Key takeaways

  • Clients often lack clarity on how much income their savings will support; identifying this early allows you to help them adjust plans and reduce the risk of outliving assets
  • Delaying or phasing into retirement can help increase retirement account balances, maximize Social Security benefits and preserve more savings
  • Guaranteed income solutions can provide a way to better cover essential expenses and reduce stress tied to market volatility and longevity risk
Middle-aged woman in a light blue denim shirt sits on a sofa in her living room researching her retirement income needs on her laptop.

Many clients have a clear vision of when and how they want to retire. But that vision doesn’t always align with their financial reality. When a client’s desired retirement age doesn’t match up with the reality of what their projected savings can safely support throughout retirement, a disconnect can emerge. For financial professionals, helping clients recognize and address this gap is key to ensuring that they can maintain their preferred lifestyle without sacrificing long-term financial security.

Identify the income gap

A working client may assume that retiring at age 62 or 65 is realistic based on their expectations or peers’ experiences. But once they see their projected level of savings at their desired retirement age and account for both likely spending levels in retirement (including out-of-pocket health care costs) and life expectancy, it may become clear that their assets are unlikely to stretch far enough. If this isn’t addressed, this disconnect can increase the risk of overspending, premature depletion of savings and financial strain later in life.
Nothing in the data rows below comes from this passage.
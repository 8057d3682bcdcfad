use serde::Serialize;

use crate::domain::session::SessionPhase;
use crate::domain::snapshot::SessionSnapshot;
use crate::domain::summary::ResultSummary;
use crate::domain::UserId;

#[derive(Debug, Clone, PartialEq, Serialize)]
#[serde(tag = "kind", rename_all = "snake_case")]
pub enum SessionTransition {
    /// Explicit: recruitment opened in a channel
    Started { organizer: UserId },

    /// Edge-triggered: user appeared on the roster
    PlayerJoined { user_id: UserId },

    /// Edge-triggered: user disappeared from the roster
    PlayerLeft { user_id: UserId },

    /// Edge-triggered: Recruiting -> Reporting
    Finalized {
        host: UserId,
        team_a: Vec<UserId>,
        team_b: Vec<UserId>,
    },

    /// Edge-triggered: a participant's report was accepted
    ReportRecorded { user_id: UserId },

    /// Explicit: results published; carries the summary
    Completed { summary: ResultSummary },

    /// Edge-triggered: Recruiting -> Deleted
    Deleted,
}

/// Derive transitions from before/after snapshots of the same session.
///
/// `Started` and `Completed` carry data the snapshots do not, so callers
/// publish those explicitly.
pub fn derive_transitions(
    before: &SessionSnapshot,
    after: &SessionSnapshot,
) -> Vec<SessionTransition> {
    let mut transitions = Vec::new();

    // 1. Roster changes
    let before_ids = before.roster_ids();
    let after_ids = after.roster_ids();
    for user_id in after_ids.iter().filter(|u| !before_ids.contains(u)) {
        transitions.push(SessionTransition::PlayerJoined { user_id: *user_id });
    }
    for user_id in before_ids.iter().filter(|u| !after_ids.contains(u)) {
        transitions.push(SessionTransition::PlayerLeft { user_id: *user_id });
    }

    // 2. Finalize (Recruiting -> Reporting)
    if before.status == SessionPhase::Recruiting && after.status == SessionPhase::Reporting {
        if let Some(host) = after.host {
            transitions.push(SessionTransition::Finalized {
                host,
                team_a: after.team_a.iter().map(|e| e.user_id).collect(),
                team_b: after.team_b.iter().map(|e| e.user_id).collect(),
            });
        }
    }

    // 3. Newly accepted reports
    for entry in after.roster.iter().filter(|e| e.reported) {
        let was_reported = before
            .roster
            .iter()
            .any(|b| b.user_id == entry.user_id && b.reported);
        if !was_reported {
            transitions.push(SessionTransition::ReportRecorded {
                user_id: entry.user_id,
            });
        }
    }

    // 4. Deletion
    if before.status != SessionPhase::Deleted && after.status == SessionPhase::Deleted {
        transitions.push(SessionTransition::Deleted);
    }

    transitions
}
//! Helpers shared by matchroom's unit and integration tests.

pub mod logging;
pub mod problem_details;

pub use problem_details::{assert_problem, ProblemBody};
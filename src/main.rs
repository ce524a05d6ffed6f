use brainboard_frontend::App;
use leptos::prelude::*;

// Use lol_alloc as the global allocator for smaller WASM size
#[cfg(target_arch = "wasm32")]
use lol_alloc::{AssumeSingleThreaded, FreeListAllocator};

#[cfg(target_arch = "wasm32")]
#[global_allocator]
static ALLOCATOR: AssumeSingleThreaded<FreeListAllocator> =
    unsafe { AssumeSingleThreaded::new(FreeListAllocator::new()) };

pub fn main() {
    console_error_panic_hook::set_once();
    mount_to_body(App);
}
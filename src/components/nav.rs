//! 顶部导航栏

use leptos::prelude::*;

use crate::auth::{logout, use_auth};
use crate::session::use_session;
use crate::web::route::AppRoute;
use crate::web::router::use_router;

const NAV_LINKS: [AppRoute; 8] = [
    AppRoute::Home,
    AppRoute::Dashboard,
    AppRoute::Trends,
    AppRoute::Genius,
    AppRoute::ValueFactor,
    AppRoute::Combined,
    AppRoute::Profile,
    AppRoute::Notice,
];

#[component]
pub fn NavBar() -> impl IntoView {
    let auth_ctx = use_auth();
    let session = use_session();
    let router = use_router();

    let username = move || {
        auth_ctx
            .state
            .get()
            .user
            .and_then(|u| u.username)
            .unwrap_or_else(|| "-".to_string())
    };

    let on_logout = move |_| {
        // 导航由路由服务的认证状态监听自动处理
        logout(&auth_ctx, &session);
    };

    view! {
        <div class="navbar bg-base-100 shadow-md mb-4">
            <div class="flex-1 gap-1 flex-wrap">
                <span class="text-lg font-bold px-2">"Brainboard"</span>
                {NAV_LINKS
                    .into_iter()
                    .map(|route| {
                        let is_active = move || router.current_route().get() == route;
                        view! {
                            <button
                                class=move || {
                                    if is_active() {
                                        "btn btn-sm btn-primary"
                                    } else {
                                        "btn btn-sm btn-ghost"
                                    }
                                }
                                on:click=move |_| router.navigate(route.to_path())
                            >
                                {route.name()}
                            </button>
                        }
                    })
                    .collect_view()}
            </div>
            <div class="flex-none gap-2">
                <span class="text-sm opacity-70">{username}</span>
                <button class="btn btn-sm btn-outline" on:click=on_logout>
                    "退出"
                </button>
            </div>
        </div>
    }
}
Encourage changes to help enhance income security

You can guide clients facing this shortfall through options to help close the gap. A couple of often-overlooked strategies include delaying retirement or phasing into retirement, both of which offer 3 distinct financial advantages:

1. They boost retirement income potential.


Working longer provides more time to contribute to retirement accounts and allows savings to grow. Even a few additional years can make a big difference in compounded investment returns and overall retirement readiness.
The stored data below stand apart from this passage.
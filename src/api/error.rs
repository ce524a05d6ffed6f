//! API 错误类型
//!
//! 传输失败与非 2xx 状态统一收敛为 `ApiError`，原样抛给调用方；
//! 本层不做重试，也不吞掉任何失败。

use std::fmt;

/// API 调用错误
#[derive(Debug, Clone, PartialEq)]
pub enum ApiError {
    /// 网络请求失败（连接失败、请求构建失败等）
    Network(String),
    /// 请求超出全局超时上限
    Timeout,
    /// 请求体或响应体的 JSON 编解码失败
    Serialization(String),
    /// 后端返回非 2xx 状态
    Status { status: u16, body: String },
}

impl ApiError {
    /// 是否为认证失败（401）
    pub fn is_unauthorized(&self) -> bool {
        matches!(self, ApiError::Status { status: 401, .. })
    }

    /// 对应的 HTTP 状态码（非状态类错误返回 None）
    pub fn status(&self) -> Option<u16> {
        match self {
            ApiError::Status { status, .. } => Some(*status),
            _ => None,
        }
    }
}

impl fmt::Display for ApiError {
    fn fmt(&self, f: &mut fmt::Formatter<'_>) -> fmt::Result {
        match self {
            ApiError::Network(msg) => write!(f, "网络错误: {}", msg),
            ApiError::Timeout => write!(f, "请求超时"),
            ApiError::Serialization(msg) => write!(f, "数据解析失败: {}", msg),
            ApiError::Status { status, body } => write!(f, "HTTP {}: {}", status, body),
        }
    }
}

impl std::error::Error for ApiError {}

pub type ApiResult<T> = Result<T, ApiError>;
//! 远程数据访问层
//!
//! 结构分为三部分：
//! - 传输抽象与生产实现（`transport`）、会话中间件（`session_layer`）
//! - 类型化客户端核心（`client`）与查询参数构造（`query`）
//! - 领域 API 模块（认证 / 仪表盘 / 排行榜 / 用户档案 / 反馈），
//!   每个后端端点对应一个函数

pub mod auth;
mod client;
pub mod dashboard;
mod error;
pub mod feedback;
pub mod leaderboard;
mod query;
mod session_layer;
mod transport;
pub mod user;

pub use client::{Api, ApiClient, use_api};
pub use error::{ApiError, ApiResult};
pub use query::Query;
pub use session_layer::SessionLayer;
pub use transport::{API_BASE, ApiRequest, ApiResponse, FetchTransport, HttpMethod, Transport};

#[cfg(test)]
mod tests;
2. They eliminate the lifetime harm of filing for Social Security benefits early.

This increase is twofold. First, adding additional years of work may improve the earnings history that the Social Security Administration uses to calculate benefits (benefits are based on a worker’s highest 35 years of qualifying employment). Second, a delayed Social Security filing (beyond the earliest age they could file at 62) results in as much as 77% higher monthly benefits1 for the client and potentially for the surviving spouse. Filing early locks in lower benefits for life and reduces survivor benefits.

3. They reduce the chances of running out of money.

By postponing withdrawals from retirement savings, clients can preserve more of their portfolio, potentially ensuring longer-lasting support for a surviving spouse or leaving a larger financial legacy.

Job satisfaction may play an important role in the decision between a phased-in or delayed retirement. Clients who enjoy their careers may be more inclined to delay retirement entirely — continuing full time to boost savings and maximize Social Security benefits. On the other hand, clients who are open to a delayed retirement but want to quit a high-stress day job could consider employment with greater flexibility in their final working years. This can help boost their savings and delay or increase future Social Security benefits.

Build confidence (and income replacement rates) with guaranteed income

Whichever path your clients choose, you can help them feel more confident in the road ahead by incorporating guaranteed income sources such as annuities or in-plan lifetime income investment options. A stable, predictable stream of income can help cover essential living expenses, allowing clients to spend more freely with fewer worries about market volatility or longevity risk. This protection can be especially comforting for clients who may feel financially underprepared for retirement.

How much can a delayed or phased-in retirement help? The chart shown in Figure 1 highlights the potential difference that both options could make in working toward a 70% to 80% level of income replacement, which is typically most desired.

Bar chart shows income replacement ratios for various retirement scenarios, combining Social Security benefits and savings. Scenarios range from retiring at 62 (baseline) with 43% income replacement to working full time until 70 with 82% income replacement, highlighting the benefits of delayed retirement and continued employment.

Help clients make informed retirement decisions

A personalized, thoughtful approach to planning can help pre-retirees align their retirement timing with their financial realities and personal goals. By helping clients make informed, intentional choices, you play a vital role in shaping a retirement strategy that supports long-term stability and confidence.

For more detailed insights, read my white paper.

1 This 77% figure is based on an individual with a full retirement age (FRA) of 67, comparing early filing at age 62 and receiving reduced benefits of 70% of the FRA amount versus a delayed filing at age 70 and receiving credits equal to 124% of their FRA benefit.